911 operator: "Well, we have been getting several calls and I'm not going to put this over the radio. Is this, by any chance, Tammy Wynette?"

Caller: "Yes, it is."

911 operator: "OK, sir."

Wynette's primary physician, famed Pittsburgh liver-transplant specialist Dr. Wallis Marsh, flew to Nashville that night and declared Wynette's death due to a blood clot to the lungs, although no autopsy was performed. The body was then embalmed.

Wynette's daughters obtained a court order last year to have Wynette's body exhumed for an autopsy to determine the cause of death. The autopsy proved that traces of the drugs Versed and Phenergan were still in her body, although no exact cause of death could be determined, other than the expected finding of heart failure. The daughters then filed a wrongful-death lawsuit against the doctor and Wynette's widower, Richey. (They later dropped Richey from the suit.)

Richey recently sold the luxurious Nashville mansion where they lived for $1.2 million. The house formerly belonged to country music legend Hank Williams. Wynette died in the same room where Williams' widow Audrey Williams died in 1975 of alcoholism.

Heavy Turbulence

In one sensational passage, Daly writes that Wynette's infamous 1978 kidnapping from a Nashville shopping mall had been staged by Wynette herself — possibly in league with Richey.

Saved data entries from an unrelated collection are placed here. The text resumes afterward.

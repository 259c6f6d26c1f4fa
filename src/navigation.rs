//! Step index state machine.
//!
//! Out-of-range transitions are no-ops, never errors. Validation gating
//! belongs to the controller; the navigator only enforces bounds.

use serde::Serialize;

/// What a transition did.
#[derive(Debug, Clone, Copy, PartialEq, Eq, Serialize)]
#[serde(tag = "result", rename_all = "snake_case")]
pub enum NavigationResult {
    Moved { from: usize, to: usize },
    /// At a boundary, out of range, or already there.
    Unchanged,
}

impl NavigationResult {
    pub fn moved(&self) -> bool {
        matches!(self, NavigationResult::Moved { .. })
    }
}

#[derive(Debug, Clone, PartialEq, Eq)]
pub struct StepNavigator {
    current: usize,
    total: usize,
}

impl StepNavigator {
    /// A navigator over `total` steps, starting at step 0. `total` is at
    /// least 1; a zero count is raised to 1.
    pub fn new(total: usize) -> Self {
        Self {
            current: 0,
            total: total.max(1),
        }
    }

    /// Zero-based index of the current step.
    pub fn current_step(&self) -> usize {
        self.current
    }

    pub fn total_steps(&self) -> usize {
        self.total
    }

    pub fn is_first_step(&self) -> bool {
        self.current == 0
    }

    /// True on the final step, where advancing means submitting.
    pub fn is_last_step(&self) -> bool {
        self.current == self.total - 1
    }

    /// `round(100 * (current + 1) / total)`, so step 1 of 4 reports 25.
    pub fn progress_percent(&self) -> u8 {
        let percent = ((self.current + 1) * 100 + self.total / 2) / self.total;
        // current < total keeps this within 100
        percent.min(100) as u8
    }

    /// Advance one step. `Unchanged` on the last step.
    pub fn next_step(&mut self) -> NavigationResult {
        if self.is_last_step() {
            return NavigationResult::Unchanged;
        }
        self.move_to(self.current + 1)
    }

    /// Go back one step. `Unchanged` on the first step.
    pub fn prev_step(&mut self) -> NavigationResult {
        if self.is_first_step() {
            return NavigationResult::Unchanged;
        }
        self.move_to(self.current - 1)
    }

    pub fn go_to_step(&mut self, index: usize) -> NavigationResult {
        if index >= self.total {
            return NavigationResult::Unchanged;
        }
        self.move_to(index)
    }

    /// Unconditional set used when restoring; callers clamp first (see
    /// [`StepNavigator::clamp`]). An out-of-range index is clamped anyway so
    /// the bounds invariant cannot break.
    pub fn set_step(&mut self, index: usize) {
        self.current = index.min(self.total - 1);
    }

    /// Clamp a persisted step number into `[0, total)`.
    pub fn clamp(&self, step: i64) -> usize {
        let last = self.total - 1;
        usize::try_from(step.max(0)).map_or(last, |s| s.min(last))
    }

    fn move_to(&mut self, index: usize) -> NavigationResult {
        if index == self.current {
            return NavigationResult::Unchanged;
        }
        let from = self.current;
        self.current = index;
        NavigationResult::Moved { from, to: index }
    }
}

Daly says her mother told her she had been beaten by Richey and concocted the abduction/beating story to explain the bruises. Her mother told her, Daly writes, that she pretended to have been kidnapped from the Green Hills Mall and forced to drive out of town, and then claimed to have been beaten and dumped by the side of the road.

Daly hints that Wynette would deliberately hurt herself in order to gain access to drugs and once hurled herself offstage during a concert to earn a trip to the emergency room. During her life, Wynette underwent more than three dozen major surgeries, primarily due to abdominal adhesions. All of these occasions, Daly writes, triggered prescriptions for major pain-killing drugs.

She says Wynette's drug problems were linked to her disastrous marriages and stormy affairs, as with actor Burt Reynolds. Only George Jones, Daly says, truly loved Wynette, but she writes that his own  addiction to alcohol doomed their marriage from the start.